*TASK REQUIREMENTS*: Search term "Debug": please copy every line of the records below that contains it.

(Collected data)

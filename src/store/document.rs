use chrono::{DateTime, Utc};
use serde::{Deserialize, Serialize};
use serde_json::{Map, Value};
use std::path::{Path, PathBuf};

/// A working tree the user asked to track
#[derive(Debug, Clone, PartialEq, Eq, Serialize, Deserialize)]
#[serde(rename_all = "camelCase")]
pub struct RegisteredRepo {
    pub id: String,
    pub name: String,
    pub path: PathBuf,
    #[serde(default, skip_serializing_if = "Option::is_none")]
    pub remote_url: Option<String>,
    #[serde(default, skip_serializing_if = "Option::is_none")]
    pub last_fetched: Option<DateTime<Utc>>,
    #[serde(default, skip_serializing_if = "Option::is_none")]
    pub favicon: Option<String>,
}

#[derive(Debug, Clone, Default, PartialEq, Eq, Serialize, Deserialize)]
#[serde(rename_all = "camelCase")]
pub struct GitSettings {
    #[serde(default, skip_serializing_if = "Option::is_none")]
    pub username: Option<String>,
    #[serde(default, skip_serializing_if = "Option::is_none")]
    pub email: Option<String>,
    #[serde(default, skip_serializing_if = "Option::is_none")]
    pub github_token: Option<String>,
    #[serde(default)]
    pub auto_fetch: bool,
}

/// The whole application document (`rock-data.json`)
///
/// Only the git collections are typed; everything else (calendar, tasks,
/// finance) passes through untouched.
#[derive(Debug, Clone, Default, PartialEq, Serialize, Deserialize)]
#[serde(rename_all = "camelCase")]
pub struct Document {
    #[serde(default)]
    pub git_repositories: Vec<RegisteredRepo>,
    #[serde(default, skip_serializing_if = "Option::is_none")]
    pub git_settings: Option<GitSettings>,
    #[serde(flatten)]
    pub other: Map<String, Value>,
}

impl Document {
    pub fn repository(&self, id: &str) -> Option<&RegisteredRepo> {
        self.git_repositories.iter().find(|r| r.id == id)
    }

    pub fn repository_by_path(&self, path: &Path) -> Option<&RegisteredRepo> {
        self.git_repositories.iter().find(|r| r.path == path)
    }

    /// Append a repository; returns false if its id or path is already registered
    pub fn add_repository(&mut self, repo: RegisteredRepo) -> bool {
        if self.repository(&repo.id).is_some() || self.repository_by_path(&repo.path).is_some() {
            return false;
        }
        self.git_repositories.push(repo);
        true
    }

    /// Returns false if no repository had this id
    pub fn remove_repository(&mut self, id: &str) -> bool {
        let before = self.git_repositories.len();
        self.git_repositories.retain(|r| r.id != id);
        self.git_repositories.len() != before
    }

    pub fn set_last_fetched(&mut self, id: &str, at: DateTime<Utc>) -> bool {
        match self.git_repositories.iter_mut().find(|r| r.id == id) {
            Some(repo) => {
                repo.last_fetched = Some(at);
                true
            }
            None => false,
        }
    }
}
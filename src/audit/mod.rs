pub mod history;

pub use history::{CommandHistory, HISTORY_FILE_NAME};
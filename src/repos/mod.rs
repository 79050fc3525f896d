pub mod coordinator;

pub use coordinator::RepositoryCoordinator;
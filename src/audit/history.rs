use chrono::Utc;
use std::fs::{self, OpenOptions};
use std::io::Write;
use std::path::{Path, PathBuf};

const MAX_LOG_SIZE: u64 = 10 * 1024 * 1024; // 10MB

pub const HISTORY_FILE_NAME: &str = "history.log";

/// Append-only record of every git invocation
#[derive(Debug, Clone)]
pub struct CommandHistory {
    log_path: PathBuf,
}

impl CommandHistory {
    /// History file named `history.log` inside `dir`
    pub fn in_dir<P: AsRef<Path>>(dir: P) -> std::io::Result<Self> {
        Self::with_path(dir.as_ref().join(HISTORY_FILE_NAME))
    }

    /// History file at an explicit path
    pub fn with_path<P: AsRef<Path>>(path: P) -> std::io::Result<Self> {
        let log_path = path.as_ref().to_path_buf();

        if let Some(parent) = log_path.parent() {
            fs::create_dir_all(parent)?;
        }

        Ok(Self { log_path })
    }

    /// Append one invocation: `[ts] [user] [repo] [exit:N] git <args>`
    pub fn record(&self, repo_path: &Path, args: &[&str], exit_code: i32) -> std::io::Result<()> {
        self.rotate_if_needed()?;

        let timestamp = Utc::now().to_rfc3339();
        let user = std::env::var("USER").unwrap_or_else(|_| "unknown".to_string());

        let entry = format!(
            "[{}] [{}] [{}] [exit:{}] git {}\n",
            timestamp,
            user,
            repo_path.display(),
            exit_code,
            args.join(" ")
        );

        let mut file = OpenOptions::new()
            .create(true)
            .append(true)
            .open(&self.log_path)?;

        file.write_all(entry.as_bytes())?;
        file.flush()?;

        Ok(())
    }

    /// history.log -> history.log.1 once it passes MAX_LOG_SIZE
    fn rotate_if_needed(&self) -> std::io::Result<()> {
        let metadata = match fs::metadata(&self.log_path) {
            Ok(metadata) => metadata,
            Err(e) if e.kind() == std::io::ErrorKind::NotFound => return Ok(()),
            Err(e) => return Err(e),
        };

        if metadata.len() > MAX_LOG_SIZE {
            fs::rename(&self.log_path, self.log_path.with_extension("log.1"))?;
        }

        Ok(())
    }

    pub fn log_path(&self) -> &Path {
        &self.log_path
    }
}
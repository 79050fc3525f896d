pub mod api;
pub mod audit;
pub mod config;
pub mod error;
pub mod git;
pub mod logging;
pub mod repos;
pub mod store;

// Re-export commonly used types for convenience
pub use error::{AppError, AppResult, GitError, GitResult, StoreError, StoreResult};
pub use git::{
    CommandRunner, FileStatus, FileStatusEntry, GitApi, GitBranch, GitCommit, GitExecutor,
    GitStatus, Lookup,
};
pub use repos::RepositoryCoordinator;
pub use store::{Document, JsonDocumentStore, RegisteredRepo};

*TASK RESULT*:
#[derive(Debug, Clone, PartialEq, Eq, Serialize, Deserialize)]
#[derive(Debug, Clone, Default, PartialEq, Eq, Serialize, Deserialize)]
#[derive(Debug, Clone, Default, PartialEq, Serialize, Deserialize)]
#[derive(Debug, Clone)]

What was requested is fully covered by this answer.